SOURCE DATA →

###

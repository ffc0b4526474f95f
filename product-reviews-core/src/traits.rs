//! Trait definitions for product-reviews.
//!
//! This module defines the contract that provider implementations must satisfy.

use crate::error::CoreError;
use crate::models::ReviewList;

/// Contract for a review provider instance.
///
/// Implementors are responsible for:
/// - Fetching the target content for a matching URL (at most one blocking
///   fetch per call)
/// - Parsing and normalizing the content into [`Review`](crate::Review) values
///
/// Construction must be cheap and side-effect free; instances are created
/// lazily per call and never cached. All parsing failures must surface as
/// [`CoreError::ReviewsParse`] so callers have one kind to match on.
pub trait ReviewsProvider: Send + Sync {
    /// Returns the unique name of this provider.
    fn name(&self) -> &str;

    /// Fetches and parses the reviews behind `url`.
    ///
    /// # Errors
    ///
    /// Returns `CoreError::ReviewsParse` when the target content cannot be
    /// parsed into reviews, `CoreError::InvalidUrl` for unusable URLs, and
    /// `CoreError::Http` for transport failures.
    fn get_reviews(&self, url: &str) -> Result<ReviewList, CoreError>;
}
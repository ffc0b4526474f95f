//! Built-in providers bundled with the core.
//!
//! These form the lowest-precedence discovery source; filesystem plugins
//! and extension entries may override them by name.

pub mod dummy;
pub mod jsonfs;

use tracing::warn;

pub use dummy::{DummyProvider, dummy_descriptor};
pub use jsonfs::{JsonFsProvider, jsonfs_descriptor};

use crate::descriptor::ProviderDescriptor;

/// All built-in descriptors, in discovery order.
pub fn descriptors() -> Vec<ProviderDescriptor> {
    [dummy_descriptor(), jsonfs_descriptor()]
        .into_iter()
        .filter_map(|result| match result {
            Ok(desc) => Some(desc),
            Err(e) => {
                warn!(error = %e, "skipping built-in provider");
                None
            }
        })
        .collect()
}
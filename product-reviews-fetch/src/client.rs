//! HTTP client wrapper.

use std::sync::Arc;

use serde_json::Value;

use crate::error::HttpError;
use crate::transport::{HttpResponse, HttpTransport, ReqwestTransport};

/// Thin client over a [`HttpTransport`].
///
/// Cloning is cheap; the transport is shared.
#[derive(Clone)]
pub struct HttpClient {
    transport: Arc<dyn HttpTransport>,
}

impl HttpClient {
    /// Creates a client over the shared network transport.
    pub fn new() -> Self {
        Self::with_transport(ReqwestTransport::shared())
    }

    /// Creates a client over an arbitrary transport (e.g. a replay
    /// transport in tests).
    pub fn with_transport(transport: Arc<dyn HttpTransport>) -> Self {
        Self { transport }
    }

    /// Performs a GET request, failing on non-success statuses.
    ///
    /// # Errors
    ///
    /// Returns `HttpError::Status` for non-2xx responses, plus whatever the
    /// transport reports.
    pub fn get(&self, url: &str) -> Result<HttpResponse, HttpError> {
        let response = self.transport.get(url)?;
        if !response.is_success() {
            return Err(HttpError::Status {
                status: response.status,
                url: url.to_string(),
            });
        }
        Ok(response)
    }

    /// Performs a GET request and parses the body as JSON.
    ///
    /// # Errors
    ///
    /// Returns `HttpError::Json` if the body is not valid JSON, plus
    /// whatever [`HttpClient::get`] reports.
    pub fn get_json(&self, url: &str) -> Result<Value, HttpError> {
        let response = self.get(url)?;
        Ok(serde_json::from_str(&response.body)?)
    }
}

impl Default for HttpClient {
    fn default() -> Self {
        Self::new()
    }
}

impl std::fmt::Debug for HttpClient {
    fn fmt(&self, f: &mut std::fmt::Formatter<'_>) -> std::fmt::Result {
        f.debug_struct("HttpClient").finish_non_exhaustive()
    }
}

#[cfg(test)]
mod tests {
    use super::*;
    use crate::replay::{RecordedInteraction, ReplayTransport};

    fn replay_client(interactions: Vec<RecordedInteraction>) -> HttpClient {
        HttpClient::with_transport(Arc::new(ReplayTransport::new(interactions)))
    }

    #[test]
    fn test_get_json_parses_body() {
        let client = replay_client(vec![RecordedInteraction {
            url: "https://shop.example/api".to_string(),
            status: 200,
            body: r#"{"items": []}"#.to_string(),
        }]);
        let value = client.get_json("https://shop.example/api").unwrap();
        assert!(value["items"].is_array());
    }

    #[test]
    fn test_non_success_status_is_an_error() {
        let client = replay_client(vec![RecordedInteraction {
            url: "https://shop.example/missing".to_string(),
            status: 404,
            body: String::new(),
        }]);
        let result = client.get("https://shop.example/missing");
        assert!(matches!(
            result,
            Err(HttpError::Status { status: 404, .. })
        ));
    }

    #[test]
    fn test_get_json_rejects_invalid_json() {
        let client = replay_client(vec![RecordedInteraction {
            url: "https://shop.example/api".to_string(),
            status: 200,
            body: "<html>".to_string(),
        }]);
        let result = client.get_json("https://shop.example/api");
        assert!(matches!(result, Err(HttpError::Json(_))));
    }
}
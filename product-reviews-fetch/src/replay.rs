//! Deterministic record/replay of HTTP interactions.
//!
//! Provider tests run against pre-recorded responses instead of the live
//! network. A cassette is a JSON file holding a list of
//! [`RecordedInteraction`]s; the [`ReplayTransport`] serves them back by
//! URL, and the [`Recorder`] wraps any transport to capture new ones.

use std::collections::HashMap;
use std::path::Path;
use std::sync::{Arc, Mutex};

use serde::{Deserialize, Serialize};
use tracing::debug;

use crate::error::HttpError;
use crate::transport::{HttpResponse, HttpTransport};

// ============================================================================
// Recorded Interactions
// ============================================================================

/// One captured request/response pair.
#[derive(Debug, Clone, PartialEq, Serialize, Deserialize)]
pub struct RecordedInteraction {
    /// The requested URL.
    pub url: String,
    /// Response status code.
    pub status: u16,
    /// Response body.
    pub body: String,
}

// ============================================================================
// Replay Transport
// ============================================================================

/// Serves recorded responses keyed by URL. Requests for URLs with no
/// recording fail instead of touching the network.
#[derive(Debug, Clone)]
pub struct ReplayTransport {
    interactions: HashMap<String, RecordedInteraction>,
}

impl ReplayTransport {
    /// Builds a replay transport from in-memory recordings.
    ///
    /// Later recordings for the same URL replace earlier ones.
    pub fn new(interactions: Vec<RecordedInteraction>) -> Self {
        let interactions = interactions
            .into_iter()
            .map(|i| (i.url.clone(), i))
            .collect();
        Self { interactions }
    }

    /// Loads recordings from a cassette file.
    ///
    /// # Errors
    ///
    /// Returns `HttpError::Cassette` if the file cannot be read or does
    /// not hold a list of recorded interactions.
    pub fn from_cassette(path: &Path) -> Result<Self, HttpError> {
        let raw = std::fs::read_to_string(path)
            .map_err(|e| HttpError::Cassette(format!("failed to read {}: {e}", path.display())))?;
        let interactions: Vec<RecordedInteraction> = serde_json::from_str(&raw)
            .map_err(|e| HttpError::Cassette(format!("failed to parse {}: {e}", path.display())))?;
        Ok(Self::new(interactions))
    }

    /// Number of distinct recorded URLs.
    pub fn len(&self) -> usize {
        self.interactions.len()
    }

    /// Returns true if no interactions are loaded.
    pub fn is_empty(&self) -> bool {
        self.interactions.is_empty()
    }
}

impl HttpTransport for ReplayTransport {
    fn get(&self, url: &str) -> Result<HttpResponse, HttpError> {
        let recording = self
            .interactions
            .get(url)
            .ok_or_else(|| HttpError::MissingRecording(url.to_string()))?;
        debug!(url, status = recording.status, "replaying recorded response");
        Ok(HttpResponse {
            status: recording.status,
            body: recording.body.clone(),
        })
    }
}

// ============================================================================
// Recorder
// ============================================================================

/// Pass-through transport that captures every interaction so it can be
/// saved to a cassette for later replay.
pub struct Recorder {
    inner: Arc<dyn HttpTransport>,
    captured: Mutex<Vec<RecordedInteraction>>,
}

impl Recorder {
    /// Wraps a transport for recording.
    pub fn new(inner: Arc<dyn HttpTransport>) -> Self {
        Self {
            inner,
            captured: Mutex::new(Vec::new()),
        }
    }

    /// Returns a copy of everything captured so far.
    pub fn captured(&self) -> Vec<RecordedInteraction> {
        self.captured
            .lock()
            .unwrap_or_else(std::sync::PoisonError::into_inner)
            .clone()
    }

    /// Writes the captured interactions to a cassette file.
    ///
    /// # Errors
    ///
    /// Returns `HttpError::Cassette` if the file cannot be written.
    pub fn save(&self, path: &Path) -> Result<(), HttpError> {
        let captured = self.captured();
        let json = serde_json::to_string_pretty(&captured)?;
        std::fs::write(path, json)
            .map_err(|e| HttpError::Cassette(format!("failed to write {}: {e}", path.display())))
    }
}

impl HttpTransport for Recorder {
    fn get(&self, url: &str) -> Result<HttpResponse, HttpError> {
        let response = self.inner.get(url)?;
        self.captured
            .lock()
            .unwrap_or_else(std::sync::PoisonError::into_inner)
            .push(RecordedInteraction {
                url: url.to_string(),
                status: response.status,
                body: response.body.clone(),
            });
        Ok(response)
    }
}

###

DIRECTIONS FOR THIS TASK → Reply with a lone number, the count of lines in the data that include the string "shared".

SOLUTION BELOW → 3